Photo by: Sydney Gray
When computer science teacher Jared Stites awoke in the middle of the night to his wife crying out in pain, he had no idea that it would be the night his family’s life would be turned upside down. With an unceasing pain near her spleen, a series of scans concluded the problem was something Jared said he didn’t expect.
His wife, Leah Stites, had developed a rare form of cancer that had begun to spread to the rest of her body.
Leah has been diagnosed with Non Hodgkin’s Lymphoma, a type of cancer that occurs when the body produces too many abnormal lymphocytes, a type of white blood cell. Leah was originally diagnosed with advanced stage Follicular Non Hodgkin’s, which means the cancer is slow-growing, but it had already begun to enter into her bone marrow. But soon after, it was discovered the cancer had begun to spread and mutate into Double Hit B Cell cancer, a rapidly-growing form of cancer that can be treated with intensive chemotherapy.
Leah will undergo a form of chemotherapy that will take five days to administer for each treatment. She will be admitted as a patient to the hospital every three weeks to receive the treatment and will stay there for one week. The treatment will occur every three weeks until February, and then she will be reevaluated to decide what treatment will be needed next. Leah and Jared have two children who are both under the age of nine, and Jared said they are trying to find a way to help their kids understand what is going on with their mom.
“Given the intensity of [the chemotherapy], it makes it very hard for [Leah] to function,” Jared said. “We have two kids: Drake is in third grade and Jace is in preschool. They are having to do a little bit more, and I’m trying to get them to understand that their mom has a serious sickness, but hopefully someday she will feel better. They’re having to grow up a little bit more quickly and I’m having to take on a lot.”

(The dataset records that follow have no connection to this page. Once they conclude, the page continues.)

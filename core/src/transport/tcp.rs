//! TCP direct links
//!
//! The initiator listens on an ephemeral port and puts `host:port` plus a
//! random token in its offer. The responder dials that address (or any
//! candidate address it learns later), presents the token as its first
//! line, and answers with the same token. After that each direction
//! carries newline-delimited frames.
//!
//! Outbound frames go through a bounded queue drained by the link's own
//! task, so `send` never waits on the socket. A peer that stops reading
//! fills the queue and loses the link. Inbound lines longer than
//! `max_frame_len` close the link as well.

use super::abstraction::{DirectConnector, DirectLink, LinkEvent, LinkId, TransportError};
use crate::message::codec::MAX_FRAME_SIZE;
use async_trait::async_trait;
use futures::{SinkExt, StreamExt};
use parking_lot::Mutex;
use rand::RngCore;
use serde_json::{json, Value};
use std::sync::atomic::{AtomicU64, Ordering};
use std::sync::Arc;
use std::time::Duration;
use tokio::io::AsyncWriteExt;
use tokio::net::tcp::{OwnedReadHalf, OwnedWriteHalf};
use tokio::net::{TcpListener, TcpStream};
use tokio::sync::mpsc;
use tokio::sync::mpsc::error::TrySendError;
use tokio::task::JoinHandle;
use tokio_util::codec::{FramedRead, FramedWrite, LinesCodec};
use tracing::{debug, error, info, warn};

const TRANSPORT_NAME: &str = "tcp";
const TOKEN_LEN: usize = 16;

type LineReader = FramedRead<OwnedReadHalf, LinesCodec>;

/// TCP connector configuration
#[derive(Debug, Clone)]
pub struct TcpConnectorConfig {
    /// Interface the initiator listens on
    pub bind_host: String,
    /// Host put in the offer's `addr`
    pub advertise_host: String,
    /// Further hosts announced as candidates
    pub extra_advertise: Vec<String>,
    /// Per-dial and handshake timeout
    pub connect_timeout: Duration,
    /// Frames queued per link before the link is dropped
    pub outbound_buffer: usize,
    /// Longest inbound line accepted, newline excluded
    pub max_frame_len: usize,
}

impl Default for TcpConnectorConfig {
    fn default() -> Self {
        Self {
            bind_host: "0.0.0.0".to_string(),
            advertise_host: "127.0.0.1".to_string(),
            extra_advertise: Vec::new(),
            connect_timeout: Duration::from_secs(5),
            outbound_buffer: 64,
            max_frame_len: MAX_FRAME_SIZE,
        }
    }
}

/// Opens TCP links and reports their events on one channel
pub struct TcpConnector {
    config: TcpConnectorConfig,
    events: mpsc::UnboundedSender<LinkEvent>,
    next_link: AtomicU64,
}

impl TcpConnector {
    pub fn new(config: TcpConnectorConfig, events: mpsc::UnboundedSender<LinkEvent>) -> Self {
        Self {
            config,
            events,
            next_link: AtomicU64::new(1),
        }
    }

    fn allocate_link(&self) -> LinkId {
        LinkId(self.next_link.fetch_add(1, Ordering::Relaxed))
    }

    fn shared(&self, id: LinkId, peer: &str) -> Arc<LinkShared> {
        Arc::new(LinkShared {
            id,
            peer: peer.to_string(),
            events: self.events.clone(),
            outbound_buffer: self.config.outbound_buffer.max(1),
            max_frame_len: self.config.max_frame_len,
            outbox: Mutex::new(None),
            task: Mutex::new(None),
        })
    }
}

#[async_trait]
impl DirectConnector for TcpConnector {
    async fn offer(&self, peer: &str) -> Result<(Box<dyn DirectLink>, Value), TransportError> {
        let listener = TcpListener::bind((self.config.bind_host.as_str(), 0)).await?;
        let port = listener.local_addr()?.port();
        let token = random_token();
        let id = self.allocate_link();
        let shared = self.shared(id, peer);

        info!("Listening for {} on port {} ({})", peer, port, id);

        for host in &self.config.extra_advertise {
            shared.emit(LinkEvent::LocalCandidate {
                peer: peer.to_string(),
                link: id,
                candidate: json!({ "addr": format!("{}:{}", host, port) }),
            });
        }

        let task = tokio::spawn(accept_loop(
            listener,
            token.clone(),
            self.config.connect_timeout,
            Arc::clone(&shared),
        ));
        shared.set_task(task);

        let offer = json!({
            "transport": TRANSPORT_NAME,
            "addr": format!("{}:{}", self.config.advertise_host, port),
            "token": token,
        });

        let link = TcpLink {
            shared,
            expected_token: Some(token),
            candidates: None,
        };
        Ok((Box::new(link), offer))
    }

    async fn answer(
        &self,
        peer: &str,
        offer: &Value,
    ) -> Result<(Box<dyn DirectLink>, Value), TransportError> {
        let (addr, token) = parse_offer(offer)?;
        let id = self.allocate_link();
        let shared = self.shared(id, peer);
        let (candidate_tx, candidate_rx) = mpsc::unbounded_channel();

        let task = tokio::spawn(dial_loop(
            addr,
            candidate_rx,
            token.clone(),
            self.config.connect_timeout,
            Arc::clone(&shared),
        ));
        shared.set_task(task);

        let answer = json!({
            "transport": TRANSPORT_NAME,
            "token": token,
        });

        let link = TcpLink {
            shared,
            expected_token: None,
            candidates: Some(candidate_tx),
        };
        Ok((Box::new(link), answer))
    }
}

/// State shared between a link handle and its background task
struct LinkShared {
    id: LinkId,
    peer: String,
    events: mpsc::UnboundedSender<LinkEvent>,
    outbound_buffer: usize,
    max_frame_len: usize,
    /// Present while the link is open
    outbox: Mutex<Option<mpsc::Sender<String>>>,
    task: Mutex<Option<JoinHandle<()>>>,
}

impl LinkShared {
    fn set_task(&self, task: JoinHandle<()>) {
        *self.task.lock() = Some(task);
    }

    fn emit(&self, event: LinkEvent) {
        // The receiver only goes away when the endpoint shuts down.
        let _ = self.events.send(event);
    }

    fn reader(&self, read: OwnedReadHalf) -> LineReader {
        FramedRead::new(read, LinesCodec::new_with_max_length(self.max_frame_len))
    }

    /// Open the outbox, announce the link, then pump both directions until
    /// either one ends.
    async fn run(&self, writer: OwnedWriteHalf, mut reader: LineReader) {
        let (outbox, mut queued) = mpsc::channel::<String>(self.outbound_buffer);
        *self.outbox.lock() = Some(outbox);
        self.emit(LinkEvent::Opened {
            peer: self.peer.clone(),
            link: self.id,
        });

        let mut sink = FramedWrite::new(writer, LinesCodec::new());
        let outbound = async {
            while let Some(line) = queued.recv().await {
                sink.send(line).await?;
            }
            Ok::<(), tokio_util::codec::LinesCodecError>(())
        };

        let inbound = async {
            while let Some(line) = reader.next().await {
                let line = line?;
                if line.is_empty() {
                    continue;
                }
                self.emit(LinkEvent::Data {
                    peer: self.peer.clone(),
                    link: self.id,
                    payload: line.into_bytes(),
                });
            }
            Ok::<(), tokio_util::codec::LinesCodecError>(())
        };

        tokio::select! {
            result = inbound => match result {
                Ok(()) => debug!("{} to {} reached end of stream", self.id, self.peer),
                Err(e) => error!("{} to {} failed reading: {}", self.id, self.peer, e),
            },
            result = outbound => match result {
                Ok(()) => debug!("{} to {} outbox closed", self.id, self.peer),
                Err(e) => error!("{} to {} failed writing: {}", self.id, self.peer, e),
            },
        }

        self.outbox.lock().take();
        self.emit(LinkEvent::Closed {
            peer: self.peer.clone(),
            link: self.id,
        });
    }

    fn fail(&self) {
        self.emit(LinkEvent::Closed {
            peer: self.peer.clone(),
            link: self.id,
        });
    }
}

/// Handle to one TCP link
struct TcpLink {
    shared: Arc<LinkShared>,
    /// Token the responder must echo (initiator side only)
    expected_token: Option<String>,
    /// Feed of extra dial targets (responder side only)
    candidates: Option<mpsc::UnboundedSender<String>>,
}

#[async_trait]
impl DirectLink for TcpLink {
    fn id(&self) -> LinkId {
        self.shared.id
    }

    async fn apply_answer(&self, answer: &Value) -> Result<(), TransportError> {
        let expected = self.expected_token.as_deref().ok_or_else(|| {
            TransportError::InvalidPayload("answer applied to a responder link".to_string())
        })?;

        if answer.get("transport").and_then(Value::as_str) != Some(TRANSPORT_NAME) {
            return Err(TransportError::InvalidPayload(
                "answer is not for a tcp link".to_string(),
            ));
        }
        if answer.get("token").and_then(Value::as_str) != Some(expected) {
            return Err(TransportError::InvalidPayload(
                "answer token does not match the offer".to_string(),
            ));
        }
        Ok(())
    }

    async fn add_candidate(&self, candidate: &Value) -> Result<(), TransportError> {
        let addr = candidate
            .get("addr")
            .and_then(Value::as_str)
            .ok_or_else(|| TransportError::InvalidPayload("candidate without addr".to_string()))?;

        match &self.candidates {
            // A dial task that already connected has dropped its receiver.
            Some(candidates) => {
                let _ = candidates.send(addr.to_string());
            }
            None => debug!("{} ignores candidate {}: initiator listens", self.shared.id, addr),
        }
        Ok(())
    }

    async fn send(&self, payload: &[u8]) -> Result<(), TransportError> {
        if payload.contains(&b'\n') {
            return Err(TransportError::InvalidPayload(
                "frame contains a newline".to_string(),
            ));
        }
        let line = std::str::from_utf8(payload)
            .map_err(|_| TransportError::InvalidPayload("frame is not UTF-8".to_string()))?
            .to_string();

        let outbox = self.shared.outbox.lock().clone().ok_or(TransportError::Closed)?;
        match outbox.try_send(line) {
            Ok(()) => Ok(()),
            Err(TrySendError::Full(_)) => {
                warn!("{} to {} is not draining, dropping the link", self.shared.id, self.shared.peer);
                self.close();
                Err(TransportError::SendFailed("outbound queue full".to_string()))
            }
            Err(TrySendError::Closed(_)) => Err(TransportError::Closed),
        }
    }

    fn close(&self) {
        if let Some(task) = self.shared.task.lock().take() {
            task.abort();
        }
        self.shared.outbox.lock().take();
    }
}

impl Drop for TcpLink {
    fn drop(&mut self) {
        self.close();
    }
}

async fn accept_loop(
    listener: TcpListener,
    token: String,
    handshake_timeout: Duration,
    shared: Arc<LinkShared>,
) {
    loop {
        let (stream, remote) = match listener.accept().await {
            Ok(accepted) => accepted,
            Err(e) => {
                warn!("{} accept failed: {}", shared.id, e);
                shared.fail();
                return;
            }
        };

        let (read, write) = stream.into_split();
        let mut reader = shared.reader(read);

        match tokio::time::timeout(handshake_timeout, reader.next()).await {
            Ok(Some(Ok(presented))) if presented == token => {
                info!("{} accepted {} from {}", shared.id, shared.peer, remote);
                drop(listener);
                shared.run(write, reader).await;
                return;
            }
            _ => warn!("{} rejected a connection from {}", shared.id, remote),
        }
    }
}

async fn dial_loop(
    offered: String,
    mut candidates: mpsc::UnboundedReceiver<String>,
    token: String,
    connect_timeout: Duration,
    shared: Arc<LinkShared>,
) {
    let mut target = Some(offered);

    while let Some(addr) = target.take() {
        match tokio::time::timeout(connect_timeout, TcpStream::connect(addr.as_str())).await {
            Ok(Ok(stream)) => {
                info!("{} connected to {} at {}", shared.id, shared.peer, addr);
                drop(candidates);

                let (read, mut write) = stream.into_split();
                if let Err(e) = write.write_all(format!("{}\n", token).as_bytes()).await {
                    warn!("{} handshake with {} failed: {}", shared.id, addr, e);
                    shared.fail();
                    return;
                }
                shared.run(write, shared.reader(read)).await;
                return;
            }
            Ok(Err(e)) => debug!("{} could not dial {}: {}", shared.id, addr, e),
            Err(_) => debug!("{} timed out dialing {}", shared.id, addr),
        }

        target = match tokio::time::timeout(connect_timeout, candidates.recv()).await {
            Ok(Some(next)) => Some(next),
            _ => None,
        };
    }

    warn!("{} exhausted every address for {}", shared.id, shared.peer);
    shared.fail();
}

fn parse_offer(offer: &Value) -> Result<(String, String), TransportError> {
    if offer.get("transport").and_then(Value::as_str) != Some(TRANSPORT_NAME) {
        return Err(TransportError::InvalidPayload(
            "offer is not for a tcp link".to_string(),
        ));
    }
    let addr = offer
        .get("addr")
        .and_then(Value::as_str)
        .ok_or_else(|| TransportError::InvalidPayload("offer without addr".to_string()))?;
    let token = offer
        .get("token")
        .and_then(Value::as_str)
        .ok_or_else(|| TransportError::InvalidPayload("offer without token".to_string()))?;

    Ok((addr.to_string(), token.to_string()))
}

fn random_token() -> String {
    let mut bytes = [0u8; TOKEN_LEN];
    rand::rngs::OsRng.fill_bytes(&mut bytes);
    hex::encode(bytes)
}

Jared said that on top of the treatments and hospital visits, it has been hard for him to take on the extra work that is coming with the changes from Leah’s sickness.
“It’s been hard to do day-to-day things like finding time to make something for dinner, or mowing the lawn, so we have a support site that people can sign up to bring us things or help us with daily tasks,” Jared said. “My life is completely upside down now.”
Although there are hard days and more responsibilities to take care of, Jared said this is shaping who he is as a person because it has changed his outlook of his life.
“Things like this really challenge your character and change your perspective,” Jared said. “It’s really easy to get wrapped up in the mundane and forget about the big picture and what’s most important. It’s crazy to me because you’re so wrapped up in the treatment, but trying to not let it define you, even though in a way, it does. It changes your life so much, and in the back of your head there are always uncertainties of what might happen, but it gives you more appreciation for what you take for granted some days.”
Leah works full time as a substitute in Frisco ISD and does work around the house for her family. She also is a part of book clubs, attends social gatherings with friends and makes her own jewelry. Since the start of her treatments, Leah said she can no longer stay as busy as she used to due to the intensity of the chemotherapy, and she is thankful for all the help she and her family have received so far.
“I’m pretty much couch bound,” Leah said. “During a treatment week, I’m in the hospital, so I see my kids and husband for a couple hours a day. The week after treatment, I’m nauseous, tired, and in pain. I do my best to help around the house but really, aside from a little laundry, I really can’t do much. We have had so many people help us; we have had monetary donations, my friend started a meal train, I just created a volunteer calendar, and it was requested that we make a GoFundMe, so I made one.”
While the process can be difficult, and there is a long road ahead, both Jared and Leah said they try to take things slowly. Jared said he does his best to find helpful ways to spend every moment, even if it’s something small like finding a way to stay calm in a stressful situation.
“It’s really hard to look at it as such a long-term thing, because it’s going to be really challenging for a long time,” Jared said. “[We] have to take it a day at a time, and some days I have to take it an hour at a time or maybe even five minutes at a time. I have to break it up and ask myself ‘what can I do for the next ten minutes to help out?’”
Despite all that has happened to her and her family, Leah said the support from her friends, family and community has helped to change her outlook on a bad situation, and that she will continue to fight to recover and push through the treatments.
“All of the contributions we have received: the meals, the positive words and prayers, have all made me so grateful for the people we are surrounded by,” Leah said. “Your continued support is appreciated. This has been an overwhelming experience in so many ways. I am humbled and feel incredibly loved. Thank you all so very much for everything.”
With chemotherapy that takes a week to administer in the hospital and only two weeks to recover in between, Leah said that it is hard to look too far ahead into what the future might hold, and that for now, she focuses on the next few weeks at a time.
“Right now, I look forward to the week of normalcy,” Leah said. “It’s the bright spot. I don’t often think far ahead because things can often change with my treatment. Honestly, with this type of cancer, I look forward to a stem cell transplant. Once that is done, I feel I will breathe easier. These next few months will be difficult, but I am positive I will make it through this.”